Auch gestern kam ich wieder um das liebgewordene Schreibeplauderstündchen; es kam eine alte Dame aus Leipzig (Schwester meines langverstorb. Freundes Franz von Holstein) und brachte mir ein Paquet Briefe meiner Frau an die Familie Holstein zurück, und da musste wieder viel "Erinnerung" genossen werden, denn unsere Bekanntschaft datiert aus meinem ersten Aufenthalt in Leipzig (1867). Da kam ich mir wieder so recht halbgestorben, als übriggeblieben vor.
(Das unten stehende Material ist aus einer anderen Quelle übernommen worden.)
//! Common types shared across the harness.
//!
//! This module provides the fundamental building blocks used by every other component:
//! 1. **Address Types:** The word-addressed peer memory slot and the data word.
//! 2. **Constants:** Wire, timing and diagnostic constants.
//! 3. **Error Handling:** Bus, configuration and program parsing errors.

/// Address type definitions.
pub mod addr;

/// Protocol and diagnostic constants.
pub mod constants;

/// Error types.
pub mod error;

pub use addr::{MemAddr, Word};
pub use constants::{FRAME_LEN, NOP, STATUS_SENTINEL};
pub use error::{BusError, ConfigError, ProgramParseError};
//! Protocol and diagnostic constants.
//!
//! Values fixed by the peer core's SPI logic and by the diagnostic procedure. Timing
//! values that may be lengthened at runtime live in [`crate::config::TimingConfig`]; the
//! minimums here are the contract those values are validated against.

/// Length of a write frame in bytes: one address byte plus four data bytes.
pub const FRAME_LEN: usize = 5;

/// Status byte returned by a healthy peer on every single-byte read.
pub const STATUS_SENTINEL: u8 = 0xA5;

/// Canonical RV32I no-op (`addi x0, x0, 0`).
pub const NOP: u32 = 0x0000_0013;

/// Number of slots cleared by the reset sequence.
pub const RESET_LEN: usize = 16;

/// Minimum wait after asserting select and before the first clock edge (microseconds).
pub const MIN_PRE_SETTLE_US: u64 = 2;

/// Minimum wait after the last byte and before deasserting select (microseconds).
pub const MIN_POST_SETTLE_US: u64 = 2;

/// Minimum wait after a write frame for the peer to commit it (microseconds).
pub const MIN_WRITE_COMPLETION_US: u64 = 1_000;

/// Minimum wait after a status read (microseconds).
pub const MIN_READ_COMPLETION_US: u64 = 10;

/// Gap after each status read in the status-read check (milliseconds).
pub const STATUS_READ_GAP_MS: u64 = 50;

/// Gap after each write in the memory-write check (milliseconds).
pub const MEMORY_WRITE_GAP_MS: u64 = 20;

/// Dwell time for the built-in bootstrap routine (milliseconds).
pub const BOOTSTRAP_DWELL_MS: u64 = 500;

/// Dwell time after loading the fixed-value store program (milliseconds).
pub const STORE_PROGRAM_DWELL_MS: u64 = 100;

/// Dwell time after loading the counting loop program (milliseconds).
pub const LOOP_PROGRAM_DWELL_MS: u64 = 200;

/// First address of the data region exercised by the pattern check.
pub const DATA_REGION_BASE: u8 = 100;

/// Number of words written by the pattern check.
pub const DATA_REGION_LEN: usize = 16;

/// Multiplier of the data region pattern (`0x11111111 * (i + 1)`).
pub const DATA_PATTERN_STEP: u32 = 0x1111_1111;

/// Multiplier of the throughput check payload (`i * 0x01010101`).
pub const THROUGHPUT_PATTERN_STEP: u32 = 0x0101_0101;
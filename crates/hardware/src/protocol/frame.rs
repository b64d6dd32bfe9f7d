//! Write frame encoding.
//!
//! Every memory write travels as one select-asserted burst of exactly five bytes:
//!
//! ```text
//! byte:   0         1           2            3             4
//!       [address | data[0..8) | data[8..16) | data[16..24) | data[24..32)]
//! ```
//!
//! The address comes first, followed by the data word least-significant byte first. The
//! peer's load logic shifts bytes in this order, so the layout is a wire contract.

use std::fmt;

use crate::common::{FRAME_LEN, MemAddr, Word};

/// One encoded memory-write command.
#[derive(Clone, Copy, Debug, PartialEq, Eq, Hash)]
pub struct Frame([u8; FRAME_LEN]);

impl Frame {
    /// Encodes a write of `data` to `address`.
    pub const fn encode(address: MemAddr, data: Word) -> Self {
        let d = data.to_le_bytes();
        Self([address.val(), d[0], d[1], d[2], d[3]])
    }

    /// Wraps five raw bytes received off the wire.
    pub const fn from_bytes(bytes: [u8; FRAME_LEN]) -> Self {
        Self(bytes)
    }

    /// Returns the bytes in transmission order.
    pub const fn as_bytes(&self) -> &[u8; FRAME_LEN] {
        &self.0
    }

    /// Target address of the write.
    pub const fn address(&self) -> MemAddr {
        MemAddr::new(self.0[0])
    }

    /// Data word carried by the frame.
    pub const fn word(&self) -> Word {
        Word::from_le_bytes([self.0[1], self.0[2], self.0[3], self.0[4]])
    }
}

impl TryFrom<&[u8]> for Frame {
    type Error = usize;

    /// Builds a frame from a received burst; fails with the burst length if it is not
    /// exactly [`FRAME_LEN`] bytes.
    fn try_from(bytes: &[u8]) -> Result<Self, Self::Error> {
        <[u8; FRAME_LEN]>::try_from(bytes)
            .map(Self)
            .map_err(|_| bytes.len())
    }
}

impl fmt::Display for Frame {
    fn fmt(&self, f: &mut fmt::Formatter<'_>) -> fmt::Result {
        write!(f, "[{}] {:#010X}", self.address(), self.word())
    }
}

/// Encodes a write of `data` to `address` into its wire frame.
///
/// Shorthand for [`Frame::encode`].
#[inline]
pub const fn encode(address: MemAddr, data: Word) -> Frame {
    Frame::encode(address, data)
}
Damals besuchte ich auch Berlin, war im Thiergarten, jedenfalls auch in der Gegend Ihres jetzigen Heims, ohne Ahnung, dass so viele Jahre nachher meine Gedanken so häufig dort verweilen würden! - Wenn Sie einst mein gegenwärtiges Alter erreicht haben werden (1941)!, so erinnern Sie sich dann vielleicht meiner, blättern vielleicht in längstvergilbten Briefen und lächeln vielleicht wehmüthig über menschliche Thorheit. - Wenn dieser heutige Brief vielleicht etwas kürzer ausfällt als gewöhnlich, so bitte ich nicht zu glauben, dass meine Gedanken weniger nach der Thiergartenstrasse 6a gewandert seien; allein ich musste meine etwas stark vernachlässigten häuslichen und wirtschaftlichen Interessen und Rechnereien vornehmen, die mich allerdings weniger berühren, als wenn ich eine eigene Familie hätte. Doch "der Mensch lebt nicht allein von Poesie und Musik", - sondern muss sich auch von Zeit zu Zeit um Ziffern kümmern, was ich zum eigenen Schaden immer möglichst hinausschiebe. Wenn dies aber geschehen ist, werde ich wiederum "Poesiemensch" sein, da mir alles mit dem Rechnen Zusammenhängende von jeher lästig war.

 

26.10.

Rembrandt's Saul und David[3] liegt jetzt vor mir. Sie haben das eminente Bild so vortrefflich als möglich charakterisiert; wie meisterhaft ist auch der jüdisch-schlaue Zug in des jungen David's Gesicht! Es ist ein David, der auf den Thron spekuliert, nicht der poetische, trauernde Freund Jonathan's, der so ergreifend zu klagen versteht! Rembrandt ebenbürtig schildert Händel in seinem Oratorium "SauI" die beiden Persönlichkeiten; die Musik dort zeigt die Eigenthümlichkeit von Rembrandt's Auffassung, während das Bild hier von Händel gezeichnet sein könnte.

 

27. 10. Abends.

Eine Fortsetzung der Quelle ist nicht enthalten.